# Introduction to SQL

## Introduction
#### Goals

   1. Explore the Database
   2. Basic Querying - Selecting From Tables
   3. Selecting specific attributes of a table
   4. Where clause/ filtering
   5. Aggregation functions: counting
   6. Aggregation functions: AVG
   7. Intervals, Ranges, and sorting
   8. Subqueries


## Basic
### Part 1: Loading the database

In this repo, there's a SQL dump of the data we'll be using today. This data is typical of the type of data you might encounter in industry. It is [normalized](https://en.wikipedia.org/wiki/Database_normalization), which is a way of minimizing the disk space required to store the data and ensuring consistency, but which can sometimes require more effort to get data, since most queries will require information stored across multiple tables.
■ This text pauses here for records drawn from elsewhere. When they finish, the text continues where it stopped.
//! Getters, mutations and fetch actions over the ranking fields

use crate::api::{FetchError, RankingsClient, RankingsQuery};
use crate::state::{Commit, Dashboard, RankingKind, Ticket};

use serde_json::Value;
use tokio::task::JoinHandle;

#[derive(Debug, Clone)]
pub struct RankingsStore {
    dashboard: Dashboard,
    client: RankingsClient,
}

impl RankingsStore {
    pub fn new(dashboard: Dashboard, client: RankingsClient) -> Self {
        Self { dashboard, client }
    }

    pub fn dashboard(&self) -> &Dashboard {
        &self.dashboard
    }

    pub fn world_ranks(&self) -> Option<Value> {
        self.dashboard.ranks(RankingKind::World)
    }

    pub fn local_ranks(&self) -> Option<Value> {
        self.dashboard.ranks(RankingKind::Local)
    }

    pub fn personal_ranks(&self) -> Option<Value> {
        self.dashboard.ranks(RankingKind::Personal)
    }

    pub fn set_world_ranks(&self, payload: Value) -> Commit {
        self.dashboard.replace_ranks(RankingKind::World, payload)
    }

    pub fn set_local_ranks(&self, payload: Value) -> Commit {
        self.dashboard.replace_ranks(RankingKind::Local, payload)
    }

    pub fn set_personal_ranks(&self, payload: Value) -> Commit {
        self.dashboard.replace_ranks(RankingKind::Personal, payload)
    }

    pub async fn fetch_world_ranks(&self, page: u32) -> Result<Commit, FetchError> {
        self.fetch(RankingsQuery::World { page }).await
    }

    pub async fn fetch_local_ranks(&self, page: u32) -> Result<Commit, FetchError> {
        self.fetch(RankingsQuery::Local { page }).await
    }

    pub async fn fetch_personal_ranks(
        &self,
        username: impl Into<String>,
    ) -> Result<Commit, FetchError> {
        self.fetch(RankingsQuery::Personal {
            username: username.into(),
        })
        .await
    }

    /// Fetches `query` and commits the payload to its field.
    ///
    /// Failures are logged and returned, the field keeps its previous value. A response that
    /// arrives after the response of a later request for the same field is dropped and
    /// reported as [`Commit::Superseded`].
    pub async fn fetch(&self, query: RankingsQuery) -> Result<Commit, FetchError> {
        let ticket = self.dashboard.issue_ticket(query.kind());
        self.fetch_with_ticket(query, ticket).await
    }

    async fn fetch_with_ticket(
        &self,
        query: RankingsQuery,
        ticket: Ticket,
    ) -> Result<Commit, FetchError> {
        let kind = query.kind();
        log::debug!("Fetching {} for {}", kind, query);

        let payload = match self.client.fetch(&query).await {
            Ok(payload) => payload,
            Err(e) => {
                log::error!("Error fetching {} for {}: {}", kind, query, e);
                return Err(e);
            }
        };

        let commit = self.dashboard.commit(kind, ticket, payload);
        match commit {
            Commit::Applied => log::info!("Updated {} with {}", kind, query),
            Commit::Superseded => {
                log::warn!("Dropped stale {} response for {}", kind, query)
            }
        }
        Ok(commit)
    }

    pub fn dispatch_world_ranks(&self, page: u32) -> JoinHandle<()> {
        self.dispatch(RankingsQuery::World { page })
    }

    pub fn dispatch_local_ranks(&self, page: u32) -> JoinHandle<()> {
        self.dispatch(RankingsQuery::Local { page })
    }

    pub fn dispatch_personal_ranks(&self, username: impl Into<String>) -> JoinHandle<()> {
        self.dispatch(RankingsQuery::Personal {
            username: username.into(),
        })
    }

    /// Fire-and-forget version of [`Self::fetch`]. The ticket is taken before returning, so
    /// dispatch order decides which response wins. Errors only end up in the log.
    ///
    /// Must be called from within a tokio runtime.
    pub fn dispatch(&self, query: RankingsQuery) -> JoinHandle<()> {
        let ticket = self.dashboard.issue_ticket(query.kind());
        let store = self.clone();
        tokio::spawn(async move {
            // already logged
            let _ = store.fetch_with_ticket(query, ticket).await;
        })
    }
}
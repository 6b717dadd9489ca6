// src/xlsx.rs
// Minimal XLSX writer. An XLSX file is a deflate-compressed OOXML package;
// five of its six parts never change between runs and are kept here as
// template constants. Only the worksheet part (and the A1-style cell
// references inside it) is generated.

use std::{
    fs::{self, File},
    io::Write,
    path::Path,
};

use zip::{CompressionMethod, ZipWriter, write::SimpleFileOptions};

use crate::error::ScrapeError;
use crate::store::PresenceRecord;

const CONTENT_TYPES_XML: &str = r#"<?xml version='1.0' encoding='UTF-8' standalone='yes'?>
<Types xmlns='http://schemas.openxmlformats.org/package/2006/content-types'>
  <Default Extension='rels' ContentType='application/vnd.openxmlformats-package.relationships+xml'/>
  <Default Extension='xml' ContentType='application/xml'/>
  <Override PartName='/xl/workbook.xml' ContentType='application/vnd.openxmlformats-officedocument.spreadsheetml.sheet.main+xml'/>
  <Override PartName='/xl/worksheets/sheet1.xml' ContentType='application/vnd.openxmlformats-officedocument.spreadsheetml.worksheet+xml'/>
  <Override PartName='/xl/styles.xml' ContentType='application/vnd.openxmlformats-officedocument.spreadsheetml.styles+xml'/>
</Types>
"#;

const RELS_XML: &str = r#"<?xml version='1.0' encoding='UTF-8' standalone='yes'?>
<Relationships xmlns='http://schemas.openxmlformats.org/package/2006/relationships'>
  <Relationship Id='rId1' Type='http://schemas.openxmlformats.org/officeDocument/2006/relationships/officeDocument' Target='xl/workbook.xml'/>
</Relationships>
"#;

const WORKBOOK_XML: &str = r#"<?xml version='1.0' encoding='UTF-8' standalone='yes'?>
<workbook xmlns='http://schemas.openxmlformats.org/spreadsheetml/2006/main' xmlns:r='http://schemas.openxmlformats.org/officeDocument/2006/relationships'>
  <sheets>
    <sheet name='Presencia' sheetId='1' r:id='rId1'/>
  </sheets>
</workbook>
"#;

const WORKBOOK_RELS_XML: &str = r#"<?xml version='1.0' encoding='UTF-8' standalone='yes'?>
<Relationships xmlns='http://schemas.openxmlformats.org/package/2006/relationships'>
  <Relationship Id='rId1' Type='http://schemas.openxmlformats.org/officeDocument/2006/relationships/worksheet' Target='worksheets/sheet1.xml'/>
  <Relationship Id='rId2' Type='http://schemas.openxmlformats.org/officeDocument/2006/relationships/styles' Target='styles.xml'/>
</Relationships>
"#;

// One default font/fill/border/cell-format; enough for the package to be
// valid without any rich formatting.
const STYLES_XML: &str = r#"<?xml version='1.0' encoding='UTF-8' standalone='yes'?>
<styleSheet xmlns='http://schemas.openxmlformats.org/spreadsheetml/2006/main'>
  <fonts count='1'>
    <font>
      <sz val='11'/>
      <color theme='1'/>
      <name val='Calibri'/>
      <family val='2'/>
    </font>
  </fonts>
  <fills count='2'>
    <fill>
      <patternFill patternType='none'/>
    </fill>
    <fill>
      <patternFill patternType='gray125'/>
    </fill>
  </fills>
  <borders count='1'>
    <border>
      <left/>
      <right/>
      <top/>
      <bottom/>
      <diagonal/>
    </border>
  </borders>
  <cellStyleXfs count='1'>
    <xf numFmtId='0' fontId='0' fillId='0' borderId='0'/>
  </cellStyleXfs>
  <cellXfs count='1'>
    <xf numFmtId='0' fontId='0' fillId='0' borderId='0' xfId='0'/>
  </cellXfs>
  <cellStyles count='1'>
    <cellStyle name='Normal' xfId='0' builtinId='0'/>
  </cellStyles>
</styleSheet>
"#;

/// Write the whole history into a single-sheet workbook at `path`,
/// creating parent directories and overwriting any previous file.
pub fn write_workbook(records: &[PresenceRecord], path: &Path) -> Result<(), ScrapeError> {
    if let Some(parent) = path.parent() {
        if !parent.as_os_str().is_empty() {
            fs::create_dir_all(parent)?;
        }
    }

    let sheet_xml = build_sheet_xml(records);
    let mut zip = ZipWriter::new(File::create(path)?);
    let options = SimpleFileOptions::default().compression_method(CompressionMethod::Deflated);

    let parts: [(&str, &str); 6] = [
        ("[Content_Types].xml", CONTENT_TYPES_XML),
        ("_rels/.rels", RELS_XML),
        ("xl/workbook.xml", WORKBOOK_XML),
        ("xl/_rels/workbook.xml.rels", WORKBOOK_RELS_XML),
        ("xl/styles.xml", STYLES_XML),
        ("xl/worksheets/sheet1.xml", &sheet_xml),
    ];
    for (name, contents) in parts {
        zip.start_file(name, options)?;
        zip.write_all(contents.as_bytes())?;
    }
    zip.finish()?;
    Ok(())
}

/// Worksheet part: a fixed Fecha/Presencia header row, then one row per
/// record, all as inline string cells.
fn build_sheet_xml(records: &[PresenceRecord]) -> String {
    let mut rows_xml = String::new();
    rows_xml.push_str(&row_xml(1, &["Fecha", "Presencia"]));
    for (i, record) in records.iter().enumerate() {
        rows_xml.push_str(&row_xml(i + 2, &[&record.date, &record.presence]));
    }
    format!(
        "<?xml version='1.0' encoding='UTF-8' standalone='yes'?>\
         <worksheet xmlns='http://schemas.openxmlformats.org/spreadsheetml/2006/main'>\
         <sheetData>{rows_xml}</sheetData>\
         </worksheet>"
    )
}

fn row_xml(row_index: usize, values: &[&str]) -> String {
    let mut cells = String::new();
    for (column_index, value) in values.iter().enumerate() {
        let cell_ref = format!("{}{}", column_letter(column_index), row_index);
        cells.push_str(&format!(
            "<c r=\"{cell_ref}\" t=\"inlineStr\"><is><t>{}</t></is></c>",
            escape_xml(value)
        ));
    }
    format!("<row r=\"{row_index}\">{cells}</row>")
}

/// Bijective base-26 column letters from a zero-based index:
/// 0 → A, 25 → Z, 26 → AA, 701 → ZZ.
pub fn column_letter(index: usize) -> String {
    let mut n = index + 1;
    let mut out = String::new();
    while n > 0 {
        let rem = (n - 1) % 26;
        out.insert(0, (b'A' + rem as u8) as char);
        n = (n - 1) / 26;
    }
    out
}

fn escape_xml(s: &str) -> String {
    let mut out = String::with_capacity(s.len());
    for ch in s.chars() {
        match ch {
            '&' => out.push_str("&amp;"),
            '<' => out.push_str("&lt;"),
            '>' => out.push_str("&gt;"),
            '"' => out.push_str("&quot;"),
            '\'' => out.push_str("&apos;"),
            _ => out.push(ch),
        }
    }
    out
}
As an example, the events table has ids for both users and meals, but in order to get the price of the meal, we have to look up that meal in the id table. This allows us to use _only_ the id to refer to the meal _anywhere_ it may appear, but does mean that to get meal details we almost always have to join. *As a data scientist, you will be writing a lot of SQL in order to get data from various tables into a single location where you can use it.*

1. If you are on your personal computer and haven't set up postgres yet, follow [these instructions](https://github.com/GalvanizeDataScience/docker/blob/master/reference/docker_postgres.md) to start a docker container.

1. **From a Docker bash shell** run `psql -U postgres` and then this command to create the database. See [here for more details on loading the data](https://github.com/GalvanizeDataScience/docker/blob/master/guides/docker_postgres.md)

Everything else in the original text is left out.